There is also configuration options:

  • show_numbers - enables printing task numbers in commands like habitipy dailies or habitipy todo. Valid 'true' values are True, y, 1, anything else is considered 'false' .
  • show_style - controls the output of a task score and it's completeness. Valid values are: wide, narrow and ascii. Do try each for yourself.

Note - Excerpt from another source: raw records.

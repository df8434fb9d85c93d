//! Data Models
//!
//! This module contains the core data structures of the page hierarchy:
//!
//! - `Page` - one row of the flat `pages` table, plus the create/update
//!   field sets
//! - `PageTree` - the transient arena-based forest rebuilt from flat rows
//! - `MoveNode` - the nested subtree description accepted by
//!   reparent/reorder
//!
//! The hierarchy itself is never persisted in nested form; everything here
//! either mirrors a row or is assembled fresh per request.

mod page;
mod tree;

pub use page::{NewPage, Page, PageFields, PageStatus, PageUpdate, ROOT_PARENT};
pub use tree::{MoveNode, PageTree, Placement, TreeNode, TreeRow};
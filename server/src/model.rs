use chrono::{DateTime, Utc};
use serde::{Deserialize, Serialize};

/// A persisted sensor reading
#[derive(Debug, Clone, PartialEq, Serialize, Deserialize, sqlx::FromRow)]
pub struct Reading {
    #[serde(rename = "ID")]
    pub id: i64,
    #[serde(rename = "CreatedAt")]
    pub created_at: DateTime<Utc>,
    #[serde(rename = "UpdatedAt")]
    pub updated_at: DateTime<Utc>,
    #[serde(rename = "DeletedAt")]
    pub deleted_at: Option<DateTime<Utc>>,
    #[serde(rename = "Timestamp")]
    pub timestamp: i64,
    #[serde(rename = "Blob")]
    pub blob: String,
    #[serde(rename = "DeviceID")]
    pub device_id: String,
}

/// A reading staged inside a transaction, before the store assigns its id.
#[derive(Debug, Clone, PartialEq, Eq)]
pub struct NewReading {
    pub device_id: String,
    pub timestamp: i64,
    pub blob: String,
}

/// One entry of an insert request body. Any device or id field the client
/// sends is dropped during decoding.
#[derive(Debug, Clone, Deserialize)]
pub struct ReadingInput {
    #[serde(rename = "Timestamp", alias = "timestamp")]
    pub timestamp: i64,
    #[serde(rename = "Blob", alias = "blob")]
    pub blob: String,
}

/// Body of `POST /devices/{device_id}/insert`
#[derive(Debug, Clone, Deserialize)]
pub struct InsertRequest {
    #[serde(rename = "Readings", alias = "readings")]
    pub readings: Vec<ReadingInput>,
}

impl InsertRequest {
    /// Stamps every entry with `device_id`, keeping the order received.
    pub fn into_batch(self, device_id: &str) -> Vec<NewReading> {
        self.readings
            .into_iter()
            .map(|input| NewReading {
                device_id: device_id.to_string(),
                timestamp: input.timestamp,
                blob: input.blob,
            })
            .collect()
    }
}

/// Body of `GET /devices/{device_id}/recent`
#[derive(Debug, Serialize, Deserialize)]
pub struct RecentResponse {
    pub readings: Vec<Reading>,
}
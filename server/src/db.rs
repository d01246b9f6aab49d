use crate::errors::{Result, StoreError};
use crate::model::{NewReading, Reading};
use crate::store::{ReadingStore, ReadingTransaction, WindowFilter};
use async_trait::async_trait;
use sqlx::postgres::{PgPool, PgPoolOptions};
use sqlx::{Postgres, Transaction};
use std::time::Duration;
use tracing::info;

pub async fn make_pool(
    database_url: &str,
    max_connections: u32,
    acquire_timeout: Duration,
) -> Result<PgPool> {
    info!("Connecting to database...");
    let pool = PgPoolOptions::new()
        .max_connections(max_connections)
        .acquire_timeout(acquire_timeout)
        .connect(database_url)
        .await?;

    info!("Database connection established");
    info!("Running database migrations...");
    sqlx::migrate!("./migrations").run(&pool).await?;
    info!("Migrations completed");

    Ok(pool)
}

/// Reading store backed by the PostgreSQL `readings` table.
#[derive(Debug, Clone)]
pub struct PgReadingStore {
    pool: PgPool,
}

impl PgReadingStore {
    pub fn new(pool: PgPool) -> Self {
        Self { pool }
    }
}

#[async_trait]
impl ReadingStore for PgReadingStore {
    async fn begin(&self) -> std::result::Result<Box<dyn ReadingTransaction>, StoreError> {
        let tx = self.pool.begin().await?;
        Ok(Box::new(PgReadingTransaction { tx }))
    }

    async fn query(&self, filter: &WindowFilter) -> std::result::Result<Vec<Reading>, StoreError> {
        let query = r#"
            SELECT id, created_at, updated_at, deleted_at, "timestamp", blob, device_id
            FROM readings
            WHERE device_id = $1
              AND "timestamp" > $2
              AND "timestamp" < $3
              AND deleted_at IS NULL
            ORDER BY "timestamp", id
            "#;

        let readings = sqlx::query_as::<_, Reading>(query)
            .bind(&filter.device_id)
            .bind(filter.after)
            .bind(filter.before)
            .fetch_all(&self.pool)
            .await?;

        Ok(readings)
    }
}

/// Rolls back on drop unless committed.
struct PgReadingTransaction {
    tx: Transaction<'static, Postgres>,
}

#[async_trait]
impl ReadingTransaction for PgReadingTransaction {
    async fn create(&mut self, reading: NewReading) -> std::result::Result<(), StoreError> {
        sqlx::query(r#"INSERT INTO readings (device_id, "timestamp", blob) VALUES ($1, $2, $3)"#)
            .bind(&reading.device_id)
            .bind(reading.timestamp)
            .bind(&reading.blob)
            .execute(&mut *self.tx)
            .await
            .map_err(classify_insert_error)?;

        Ok(())
    }

    async fn commit(self: Box<Self>) -> std::result::Result<(), StoreError> {
        self.tx.commit().await?;
        Ok(())
    }
}

/// Integrity (class 23) and data (class 22, e.g. NUL in text) errors are
/// rejections of the row itself rather than of the connection.
fn classify_insert_error(err: sqlx::Error) -> StoreError {
    if let sqlx::Error::Database(db_err) = &err {
        if let Some(code) = db_err.code() {
            if code.starts_with("23") || code.starts_with("22") {
                return StoreError::Constraint(db_err.message().to_string());
            }
        }
    }
    StoreError::Database(err)
}
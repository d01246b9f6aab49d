use crate::clock::Clock;
use crate::errors::{IngestError, QueryError, StoreError};
use crate::ingest::IngestHandler;
use crate::model::RecentResponse;
use crate::store::ReadingStore;
use crate::window::WindowQueryHandler;
use axum::{
    body::Bytes,
    extract::{Path, State},
    http::StatusCode,
    response::{IntoResponse, Response},
    routing::{get, post},
    Json, Router,
};
use std::sync::Arc;
use std::time::Duration;
use tracing::{error, warn};

#[derive(Clone)]
struct AppState {
    ingest: Arc<IngestHandler>,
    window: Arc<WindowQueryHandler>,
    clock: Arc<dyn Clock>,
}

pub fn create_router(
    store: Arc<dyn ReadingStore>,
    window: Duration,
    clock: Arc<dyn Clock>,
) -> Router {
    let state = AppState {
        ingest: Arc::new(IngestHandler::new(Arc::clone(&store))),
        window: Arc::new(WindowQueryHandler::new(store, window)),
        clock,
    };

    Router::new()
        .route("/devices/:device_id/insert", post(insert_readings))
        .route("/devices/:device_id/recent", get(get_recent))
        .with_state(state)
}

async fn insert_readings(
    State(state): State<AppState>,
    Path(device_id): Path<String>,
    body: Bytes,
) -> Result<StatusCode, AppError> {
    state.ingest.insert(&device_id, &body).await?;
    Ok(StatusCode::OK)
}

async fn get_recent(
    State(state): State<AppState>,
    Path(device_id): Path<String>,
) -> Result<Json<RecentResponse>, AppError> {
    let now = state.clock.now();
    let readings = state.window.get_recent(&device_id, now).await?;
    Ok(Json(RecentResponse { readings }))
}

enum AppError {
    Ingest(IngestError),
    Query(QueryError),
}

impl From<IngestError> for AppError {
    fn from(err: IngestError) -> Self {
        Self::Ingest(err)
    }
}

impl From<QueryError> for AppError {
    fn from(err: QueryError) -> Self {
        Self::Query(err)
    }
}

fn store_response(err: &StoreError) -> (StatusCode, &'static str) {
    match err {
        StoreError::Constraint(_) => (StatusCode::INTERNAL_SERVER_ERROR, "Reading rejected by store"),
        e if e.is_transient() => (StatusCode::SERVICE_UNAVAILABLE, "Storage unavailable"),
        _ => (StatusCode::INTERNAL_SERVER_ERROR, "Storage error"),
    }
}

impl IntoResponse for AppError {
    fn into_response(self) -> Response {
        let (status, message) = match &self {
            AppError::Ingest(IngestError::InvalidDeviceId(_))
            | AppError::Ingest(IngestError::InvalidPayload(_))
            | AppError::Query(QueryError::InvalidDeviceId(_)) => {
                (StatusCode::BAD_REQUEST, self.to_string())
            }
            AppError::Ingest(IngestError::StoreFailure(e))
            | AppError::Query(QueryError::StoreFailure(e)) => {
                let (status, message) = store_response(e);
                (status, message.to_string())
            }
        };

        if status.is_server_error() {
            error!("API error ({}): {}", status, self);
        } else {
            warn!("API error ({}): {}", status, self);
        }

        (status, message).into_response()
    }
}

impl std::fmt::Display for AppError {
    fn fmt(&self, f: &mut std::fmt::Formatter<'_>) -> std::fmt::Result {
        match self {
            AppError::Ingest(e) => e.fmt(f),
            AppError::Query(e) => e.fmt(f),
        }
    }
}
//! Stores time-stamped sensor readings per device and serves each device's
//! readings from a sliding recency window.

pub mod clock;
pub mod config;
pub mod db;
pub mod errors;
pub mod ingest;
pub mod memory;
pub mod metrics;
pub mod model;
pub mod rest;
pub mod store;
pub mod validate;
pub mod window;
use std::sync::Arc;
use std::time::{Duration, Instant};

use tracing::{debug, error};

use crate::errors::QueryError;
use crate::metrics::{QUERY_LATENCY_SECONDS, RECENT_QUERIES_TOTAL, STORE_FAILURES_TOTAL};
use crate::model::Reading;
use crate::store::{ReadingStore, WindowFilter};
use crate::validate::validate_device_id;

/// Default recency window: four hours.
pub const DEFAULT_WINDOW: Duration = Duration::from_secs(4 * 60 * 60);

/// Serves a device's readings from the window `(now - window, now)`.
pub struct WindowQueryHandler {
    store: Arc<dyn ReadingStore>,
    window_secs: i64,
}

impl WindowQueryHandler {
    pub fn new(store: Arc<dyn ReadingStore>, window: Duration) -> Self {
        Self {
            store,
            window_secs: i64::try_from(window.as_secs()).unwrap_or(i64::MAX),
        }
    }

    pub fn window_secs(&self) -> i64 {
        self.window_secs
    }

    /// Readings for `device_id` stamped strictly after `now - window` and
    /// strictly before `now`, oldest first.
    pub async fn get_recent(&self, device_id: &str, now: i64) -> Result<Vec<Reading>, QueryError> {
        validate_device_id(device_id).map_err(QueryError::InvalidDeviceId)?;
        RECENT_QUERIES_TOTAL.inc();

        let filter = WindowFilter::ending_at(device_id, now, self.window_secs);
        let start = Instant::now();
        let readings = self.store.query(&filter).await.map_err(|e| {
            STORE_FAILURES_TOTAL.inc();
            error!("Recent query failed for device {}: {}", device_id, e);
            QueryError::StoreFailure(e)
        })?;
        QUERY_LATENCY_SECONDS.observe(start.elapsed().as_secs_f64());

        debug!(
            "Found {} readings for device {} in ({}, {})",
            readings.len(),
            device_id,
            filter.after,
            filter.before
        );
        Ok(readings)
    }
}
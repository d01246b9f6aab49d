use lazy_static::lazy_static;
use prometheus::{Counter, Encoder, Histogram, HistogramOpts, Opts, Registry, TextEncoder};

lazy_static! {
    pub static ref REGISTRY: Registry = Registry::new();
    pub static ref INSERT_REQUESTS_TOTAL: Counter = Counter::with_opts(Opts::new(
        "reading_server_insert_requests_total",
        "Total insert requests received"
    ))
    .unwrap();
    pub static ref READINGS_INSERTED_TOTAL: Counter = Counter::with_opts(Opts::new(
        "reading_server_readings_inserted_total",
        "Total readings committed to the store"
    ))
    .unwrap();
    pub static ref INVALID_PAYLOADS_TOTAL: Counter = Counter::with_opts(Opts::new(
        "reading_server_invalid_payloads_total",
        "Total insert requests rejected for a malformed body"
    ))
    .unwrap();
    pub static ref STORE_FAILURES_TOTAL: Counter = Counter::with_opts(Opts::new(
        "reading_server_store_failures_total",
        "Total store operations that failed"
    ))
    .unwrap();
    pub static ref RECENT_QUERIES_TOTAL: Counter = Counter::with_opts(Opts::new(
        "reading_server_recent_queries_total",
        "Total recent-window queries served"
    ))
    .unwrap();
    pub static ref BATCH_SIZE: Histogram = Histogram::with_opts(
        HistogramOpts::new(
            "reading_server_batch_size",
            "Number of readings per insert request"
        )
        .buckets(vec![0.0, 1.0, 10.0, 50.0, 100.0, 500.0, 1000.0, 5000.0])
    )
    .unwrap();
    pub static ref INSERT_LATENCY_SECONDS: Histogram = Histogram::with_opts(
        HistogramOpts::new(
            "reading_server_insert_latency_seconds",
            "Time taken to commit one batch"
        )
        .buckets(vec![
            0.001, 0.005, 0.01, 0.025, 0.05, 0.1, 0.25, 0.5, 1.0, 2.5, 5.0
        ])
    )
    .unwrap();
    pub static ref QUERY_LATENCY_SECONDS: Histogram = Histogram::with_opts(
        HistogramOpts::new(
            "reading_server_query_latency_seconds",
            "Time taken to run one recent-window query"
        )
        .buckets(vec![
            0.001, 0.005, 0.01, 0.025, 0.05, 0.1, 0.25, 0.5, 1.0, 2.5, 5.0
        ])
    )
    .unwrap();
}

pub fn init_metrics() -> prometheus::Result<()> {
    REGISTRY.register(Box::new(INSERT_REQUESTS_TOTAL.clone()))?;
    REGISTRY.register(Box::new(READINGS_INSERTED_TOTAL.clone()))?;
    REGISTRY.register(Box::new(INVALID_PAYLOADS_TOTAL.clone()))?;
    REGISTRY.register(Box::new(STORE_FAILURES_TOTAL.clone()))?;
    REGISTRY.register(Box::new(RECENT_QUERIES_TOTAL.clone()))?;
    REGISTRY.register(Box::new(BATCH_SIZE.clone()))?;
    REGISTRY.register(Box::new(INSERT_LATENCY_SECONDS.clone()))?;
    REGISTRY.register(Box::new(QUERY_LATENCY_SECONDS.clone()))?;
    Ok(())
}

pub fn gather_metrics() -> prometheus::Result<String> {
    let encoder = TextEncoder::new();
    let metric_families = REGISTRY.gather();
    let mut buffer = Vec::new();
    encoder.encode(&metric_families, &mut buffer)?;
    String::from_utf8(buffer).map_err(|e| prometheus::Error::Msg(e.to_string()))
}
use serde::{Deserialize, Serialize};

/// Sensor values carried as the opaque blob of a reading.
#[derive(Debug, Clone, Serialize, Deserialize)]
pub struct Measurement {
    pub temperature: f64,
    pub humidity: f64,
    pub battery: f64,
}

#[derive(Debug, Clone, Serialize)]
pub struct ReadingInput {
    #[serde(rename = "Timestamp")]
    pub timestamp: i64,
    #[serde(rename = "Blob")]
    pub blob: String,
}

#[derive(Debug, Clone, Serialize)]
pub struct InsertRequest {
    #[serde(rename = "Readings")]
    pub readings: Vec<ReadingInput>,
}

#[derive(Debug, Deserialize)]
pub struct RecentResponse {
    pub readings: Vec<serde_json::Value>,
}
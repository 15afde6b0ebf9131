//! Canonical on-disk locations
//!
//! Pure derivations from the application root. Nothing here performs I/O
//! beyond `stat`/`readdir` (used only by the local-override archive scan).

use crate::types::Channel;
use std::path::{Path, PathBuf};

/// Derives well-known paths from the application root
///
/// The layout under the root:
///
/// ```text
/// <root>/install/release/package/game/<channel>/   game files
/// <root>/install/release/package/jre/latest/       Java runtime
/// <root>/cache/                                    download cache + index
/// <root>/tools/                                    external patch tool
/// <root>/UserData/                                 launcher-owned profile data
/// <root>/user-settings.json                        settings
/// <root>/gameVersion.json                          build records
/// ```
#[derive(Clone, Debug)]
pub struct PathResolver {
    root: PathBuf,
}

impl PathResolver {
    /// Resolver rooted at the given application directory
    pub fn new(root: impl Into<PathBuf>) -> Self {
        Self { root: root.into() }
    }

    /// The application root directory
    pub fn root(&self) -> &Path {
        &self.root
    }

    /// Game directory for a channel
    pub fn game_dir(&self, channel: Channel) -> PathBuf {
        self.root
            .join("install")
            .join("release")
            .join("package")
            .join("game")
            .join(channel.as_str())
    }

    /// Bundled Java runtime directory
    pub fn jre_dir(&self) -> PathBuf {
        self.root
            .join("install")
            .join("release")
            .join("package")
            .join("jre")
            .join("latest")
    }

    /// Download cache directory
    pub fn cache_dir(&self) -> PathBuf {
        self.root.join("cache")
    }

    /// External tool directory
    pub fn tools_dir(&self) -> PathBuf {
        self.root.join("tools")
    }

    /// Scratch directory for staged downloads and extractions
    pub fn temp_dir(&self) -> PathBuf {
        self.root.join("temp")
    }

    /// Launcher-owned user profile directory
    pub fn user_data_dir(&self) -> PathBuf {
        self.root.join("UserData")
    }

    /// The settings file
    pub fn settings_file(&self) -> PathBuf {
        self.root.join("user-settings.json")
    }

    /// The per-channel build record file
    pub fn version_file(&self) -> PathBuf {
        self.root.join("gameVersion.json")
    }

    /// Conventional game client executable for a channel
    pub fn game_executable(&self, channel: Channel) -> PathBuf {
        let client = self.game_dir(channel).join("Client");
        if cfg!(target_os = "windows") {
            client.join("HytaleClient.exe")
        } else if cfg!(target_os = "macos") {
            client
                .join("Hytale.app")
                .join("Contents")
                .join("MacOS")
                .join("HytaleClient")
        } else {
            client.join("HytaleClient")
        }
    }

    /// Conventional server jar for a channel
    pub fn server_jar(&self, channel: Channel) -> PathBuf {
        self.game_dir(channel).join("Server").join("HytaleServer.jar")
    }

    /// Newest ZIP under `<app>/cdn`, if any
    ///
    /// This is the lowest-precedence local-archive override source; scan
    /// order is by file modification time, newest first.
    pub fn local_override_archive(&self, app_dir: &Path) -> Option<PathBuf> {
        let cdn_dir = app_dir.join("cdn");
        let entries = std::fs::read_dir(&cdn_dir).ok()?;

        let mut newest: Option<(std::time::SystemTime, PathBuf)> = None;
        for entry in entries.flatten() {
            let path = entry.path();
            let is_zip = path
                .extension()
                .map(|ext| ext.eq_ignore_ascii_case("zip"))
                .unwrap_or(false);
            if !is_zip {
                continue;
            }
            let Ok(meta) = entry.metadata() else { continue };
            let mtime = meta.modified().unwrap_or(std::time::SystemTime::UNIX_EPOCH);
            match &newest {
                Some((best, _)) if *best >= mtime => {}
                _ => newest = Some((mtime, path)),
            }
        }
        newest.map(|(_, path)| path)
    }
}
//! Core types for hytale-content

use chrono::{DateTime, Utc};
use serde::{Deserialize, Serialize};
use std::path::PathBuf;
use std::time::Duration;

/// Release channel of the game
///
/// Channels map to CDN prefixes: `latest` is served from the `release`
/// tree and `beta` from `pre-release`.
#[derive(Clone, Copy, Debug, Default, PartialEq, Eq, Hash, Serialize, Deserialize)]
#[serde(rename_all = "lowercase")]
pub enum Channel {
    /// Stable release track
    #[default]
    Latest,
    /// Pre-release track
    Beta,
}

impl Channel {
    /// The channel name as used in persisted state and configuration
    pub fn as_str(&self) -> &'static str {
        match self {
            Channel::Latest => "latest",
            Channel::Beta => "beta",
        }
    }

    /// The CDN directory name for this channel
    pub fn cdn_channel(&self) -> &'static str {
        match self {
            Channel::Latest => "release",
            Channel::Beta => "pre-release",
        }
    }
}

impl std::fmt::Display for Channel {
    fn fmt(&self, f: &mut std::fmt::Formatter<'_>) -> std::fmt::Result {
        write!(f, "{}", self.as_str())
    }
}

impl std::str::FromStr for Channel {
    type Err = String;

    fn from_str(s: &str) -> Result<Self, Self::Err> {
        match s {
            "latest" => Ok(Channel::Latest),
            "beta" => Ok(Channel::Beta),
            other => Err(format!("unknown channel: {other}")),
        }
    }
}

/// Download priority
///
/// Advisory ordering within a fan-out batch; higher priorities are
/// dispatched first.
#[derive(
    Clone, Copy, Debug, Default, PartialEq, Eq, PartialOrd, Ord, Serialize, Deserialize,
)]
#[serde(rename_all = "lowercase")]
pub enum Priority {
    /// Low priority (-1)
    Low = -1,
    /// Normal priority (0)
    #[default]
    Normal = 0,
    /// High priority (1)
    High = 1,
}

/// Lifecycle stage reported in progress events
#[derive(Clone, Copy, Debug, PartialEq, Eq, Serialize, Deserialize)]
#[serde(rename_all = "snake_case")]
pub enum Stage {
    /// Validating the installed state against the CDN
    Checking,
    /// Transferring bytes
    Downloading,
    /// Unpacking an archive payload
    Extracting,
    /// Applying a differential patch
    Patching,
    /// Hash-verifying files on disk
    Verifying,
    /// Operation finished
    Complete,
    /// Incremental patch failed; full redownload in progress
    RescueMode,
    /// Reconciling an existing install with the version record
    Syncing,
}

/// Progress event emitted on the engine's broadcast stream
///
/// A single tagged event stream replaces per-call progress callbacks;
/// subscribe via [`crate::ContentEngine::subscribe`].
#[derive(Clone, Debug, Serialize, Deserialize)]
pub struct ProgressEvent {
    /// Current lifecycle stage
    pub stage: Stage,
    /// Completion percentage in `[0, 100]`
    pub percent: f32,
    /// Human-readable status line
    pub message: String,
    /// File currently being processed, if any
    #[serde(skip_serializing_if = "Option::is_none")]
    pub current_file: Option<String>,
    /// Current transfer speed in bytes per second
    #[serde(skip_serializing_if = "Option::is_none")]
    pub speed_bps: Option<u64>,
    /// Estimated seconds remaining
    #[serde(skip_serializing_if = "Option::is_none")]
    pub eta_s: Option<u64>,
}

impl ProgressEvent {
    /// Convenience constructor for stage-only events
    pub fn stage(stage: Stage, message: impl Into<String>) -> Self {
        Self {
            stage,
            percent: 0.0,
            message: message.into(),
            current_file: None,
            speed_bps: None,
            eta_s: None,
        }
    }
}

/// Multi-algorithm digest of a file plus its size
///
/// All fields are required when a hash is recorded in the cache index.
/// Digests are lowercase hex. Immutable once written.
#[derive(Clone, Debug, PartialEq, Eq, Serialize, Deserialize)]
pub struct FileHash {
    /// File size in bytes
    pub size: u64,
    /// MD5 digest (32 hex chars)
    pub md5: String,
    /// SHA-1 digest (40 hex chars)
    pub sha1: String,
    /// SHA-256 digest (64 hex chars)
    pub sha256: String,
}

/// A single download request
#[derive(Clone, Debug)]
pub struct DownloadTask {
    /// Source URL
    pub url: String,
    /// Final destination path
    pub dest_path: PathBuf,
    /// Expected digest for post-verification and cache lookup
    pub expected_hash: Option<FileHash>,
    /// Ordering hint within a fan-out batch
    pub priority: Priority,
}

impl DownloadTask {
    /// Create a task with normal priority and no expected hash
    pub fn new(url: impl Into<String>, dest_path: impl Into<PathBuf>) -> Self {
        Self {
            url: url.into(),
            dest_path: dest_path.into(),
            expected_hash: None,
            priority: Priority::Normal,
        }
    }

    /// Attach an expected hash for verification and cache lookups
    #[must_use]
    pub fn with_hash(mut self, hash: FileHash) -> Self {
        self.expected_hash = Some(hash);
        self
    }

    /// Set the scheduling priority
    #[must_use]
    pub fn with_priority(mut self, priority: Priority) -> Self {
        self.priority = priority;
        self
    }
}

/// Outcome of a completed download
#[derive(Clone, Debug)]
pub struct DownloadResult {
    /// Where the file landed
    pub path: PathBuf,
    /// Size in bytes
    pub size: u64,
    /// Digest of the delivered file, when computed
    pub hash: Option<FileHash>,
    /// Wall-clock time of the operation
    pub duration: Duration,
    /// True when the file was served from the content cache
    pub from_cache: bool,
}

/// A patch available on the CDN
#[derive(Clone, Debug, PartialEq, Eq, Serialize, Deserialize)]
pub struct PatchInfo {
    /// Build the patch applies on top of (`0` for a full payload)
    pub from_build: u64,
    /// Build the patch produces
    pub to_build: u64,
    /// Download URL of the `.pwr` blob
    pub url: String,
    /// True iff `from_build == 0`
    pub is_full: bool,
}

impl PatchInfo {
    /// Create a patch descriptor; `is_full` is derived from `from_build`
    pub fn new(from_build: u64, to_build: u64, url: impl Into<String>) -> Self {
        Self {
            from_build,
            to_build,
            url: url.into(),
            is_full: from_build == 0,
        }
    }
}

/// Installed-build record for one channel
///
/// `build == 0` means "no installation". One record per channel,
/// persisted in `gameVersion.json`.
#[derive(Clone, Debug, PartialEq, Eq, Serialize, Deserialize)]
pub struct BuildRecord {
    /// Installed build number (0 = not installed)
    pub build: u64,
    /// The channel this record belongs to
    pub channel: Channel,
    /// When the build was first installed
    pub installed_at: DateTime<Utc>,
    /// When the last binary patch was applied, if ever
    #[serde(skip_serializing_if = "Option::is_none")]
    pub patched_at: Option<DateTime<Utc>>,
}

impl BuildRecord {
    /// Record for a channel with nothing installed
    pub fn empty(channel: Channel) -> Self {
        Self {
            build: 0,
            channel,
            installed_at: Utc::now(),
            patched_at: None,
        }
    }

    /// True when no build is installed
    pub fn is_installed(&self) -> bool {
        self.build > 0
    }
}

/// Snapshot of download service counters
#[derive(Clone, Copy, Debug, Default, PartialEq, Eq, Serialize, Deserialize)]
pub struct ServiceStats {
    /// Downloads currently in flight
    pub active: u64,
    /// Downloads completed successfully
    pub completed: u64,
    /// Downloads that failed
    pub failed: u64,
    /// Total bytes fetched from the network
    pub bytes_downloaded: u64,
    /// Requests satisfied from the content cache
    pub cache_hits: u64,
    /// Requests that had to hit the network
    pub cache_misses: u64,
}

/// Result of a missing-file sweep
///
/// Returned by [`crate::DownloadService::download_missing`]: files whose
/// on-disk content already matched their expected hash are skipped.
#[derive(Clone, Debug, Default)]
pub struct MissingSweep {
    /// Files that were fetched because verification failed
    pub downloaded: Vec<PathBuf>,
    /// Files that already matched their expected hash
    pub skipped: Vec<PathBuf>,
    /// Files that could not be fetched, with the failure message
    pub failed: Vec<(PathBuf, String)>,
}

/// Outcome of a binary patch operation
#[derive(Clone, Copy, Debug, Default, PartialEq, Eq, Serialize, Deserialize)]
pub struct PatchReport {
    /// Number of byte-level replacements performed
    pub replacements: u64,
    /// Number of files whose content changed (archive entries count individually)
    pub files_modified: u64,
}

/// Format a byte count as a human-readable string
pub fn format_bytes(bytes: u64) -> String {
    const UNITS: [&str; 5] = ["B", "KiB", "MiB", "GiB", "TiB"];
    let mut value = bytes as f64;
    let mut unit = 0;
    while value >= 1024.0 && unit < UNITS.len() - 1 {
        value /= 1024.0;
        unit += 1;
    }
    if unit == 0 {
        format!("{bytes} B")
    } else {
        format!("{value:.1} {}", UNITS[unit])
    }
}

/// Format a transfer speed as a human-readable string
pub fn format_speed(bps: u64) -> String {
    format!("{}/s", format_bytes(bps))
}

It you have other tools using plumbum's Application class you want to integrate under habitipy cli command you can state them in ~/.config/habitipy/subcommands.json like this:

{"subcommand_name":"package.module.SubcommandClass"}

Using the above configuration, on startup habitipy will import SubcommandClass package.module and add a new subcommand with subcommand_name to habitipy.

API

Habitica restful API is accessible through habitipy.api.Habitipy class. API as long as other useful functions are exposed from top-level of habitipy package to ease the usage, so you can from habitipy import Habitipy. It is using parsed apiDoc from Habitica by downloading and parsing latest source from Habitica's Github repository. This enables you with API endpoint completion and documentation from ipython console. Here is an example:

In [1]: from habitipy import Habitipy, load_conf,DEFAULT_CONF
In [2]: api = Habitipy(load_conf(DEFAULT_CONF))
In [3]: api.
     api.approvals     api.debug         api.models        api.tags          
     api.challenges    api.group         api.notifications api.tasks         
     api.content       api.groups        api.reorder-tags  api.user          
     api.coupons       api.hall          api.shops                           
     api.cron          api.members       api.status                          
 In [84]: api.user.get?
 Signature:   api.user.get(**kwargs)
 Type:        Habitipy
 String form: <habitipy.api.Habitipy object at 0x7fa6fd7966d8>
 File:        ~/projects/python/habitica/habitipy/api.py
 Docstring:  
 {get} /api/v3/user Get the authenticated user's profile

 responce params:
 "data" of type "object"

From other Python consoles you can just run:

>>> dir(api)
['__call__', '__class__', '__delattr__', '__dict__', '__dir__', '__doc__', '__eq__', '__format__', '__ge__', '__getattr__', '__getattribute__', '__getitem__', '__gt__', '__hash__', '__init__', '__init_subclass__', '__le__', '__lt__', '__module__', '__ne__', '__new__', '__reduce__', '__reduce_ex__', '__repr__', '__setattr__', '__sizeof__', '__str__', '__subclasshook__', '__weakref__', '_apis', '_conf', '_current', '_is_request', '_make_apis_dict', '_make_headers', '_node', 'approvals', 'challenges', 'content', 'coupons', 'cron', 'debug', 'group', 'groups', 'hall', 'members', 'models', 'notifications', 'reorder-tags', 'shops', 'status', 'tags', 'tasks', 'user']
>>> print(api.user.get.__doc__)
{get} /api/v3/user Get the authenticated user's profile

responce params:
"data" of type "object"

If you are planning to create some cli tool on top of habitipy, you can use preconfigured class with enabled logging habitipy.cli.ApplicationWithApi. This class is using plumbum's Application class. Here is an example of such subclass:

from habitipy import ApplicationWithApi

class MyCliTool(ApplicationWithApi):
    """Tool to print json data about user"""
    def main(self):
        super().main()
        print(self.api.user.get())

The super().main() line is critical - all initialization takes place here.

I18N

habitipy command is meant to be internationalized. It is done using Python's standard library's gettext module. If you want habitipy to be translated to your language please read contributing guidelines.